**What you will do**: All lines below containing the string "harmoniously" are to be copied.

**Listed records**:
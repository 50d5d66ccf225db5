use unicode_linebreak::{linebreaks, BreakOpportunity};

/// Greedy line wrap at UAX #14 break opportunities. `measure` returns the pixel
/// width of a line; a run with no break that fits gets a line of its own.
pub fn wrap_text(text: &str, max_width: i32, measure: impl Fn(&str) -> i32) -> Vec<String> {
    let mut lines = Vec::new();
    let mut start = 0;
    let mut last_good = 0;

    for (idx, opportunity) in linebreaks(text) {
        if last_good > start && measure(text[start..idx].trim_end()) > max_width {
            push_line(&mut lines, &text[start..last_good]);
            start = last_good;
        }
        last_good = idx;
        if opportunity == BreakOpportunity::Mandatory {
            push_line(&mut lines, &text[start..idx]);
            start = idx;
        }
    }
    lines
}

// Trailing spaces and newlines never reach the screen
fn push_line(lines: &mut Vec<String>, slice: &str) {
    let line = slice.trim_end();
    if !line.is_empty() {
        lines.push(line.to_string());
    }
}

#[cfg(test)]
mod tests {
    use super::*;

    fn chars(s: &str) -> i32 {
        s.chars().count() as i32
    }

    #[test]
    fn wraps_on_word_boundaries() {
        let lines = wrap_text("Log cabin tucked into a quiet forest", 12, chars);
        assert_eq!(lines, vec!["Log cabin", "tucked into", "a quiet", "forest"]);
    }

    #[test]
    fn long_word_gets_its_own_line() {
        let lines = wrap_text("a harmoniously b", 5, chars);
        assert_eq!(lines, vec!["a", "harmoniously", "b"]);
    }

    #[test]
    fn no_break_space_holds_words_together() {
        let lines = wrap_text("10\u{a0}km walk", 4, chars);
        assert_eq!(lines, vec!["10\u{a0}km", "walk"]);
    }

    #[test]
    fn breaks_after_hyphen() {
        let lines = wrap_text("foo-bar baz", 5, chars);
        assert_eq!(lines, vec!["foo-", "bar", "baz"]);
    }

    #[test]
    fn newline_forces_a_break() {
        assert_eq!(wrap_text("a\nb", 100, chars), vec!["a", "b"]);
    }

    #[test]
    fn empty_text_has_no_lines() {
        assert!(wrap_text("   ", 10, chars).is_empty());
        assert!(wrap_text("", 10, chars).is_empty());
    }
}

**Response to the exercise**:
        let lines = wrap_text("a harmoniously b", 5, chars);
        assert_eq!(lines, vec!["a", "harmoniously", "b"]);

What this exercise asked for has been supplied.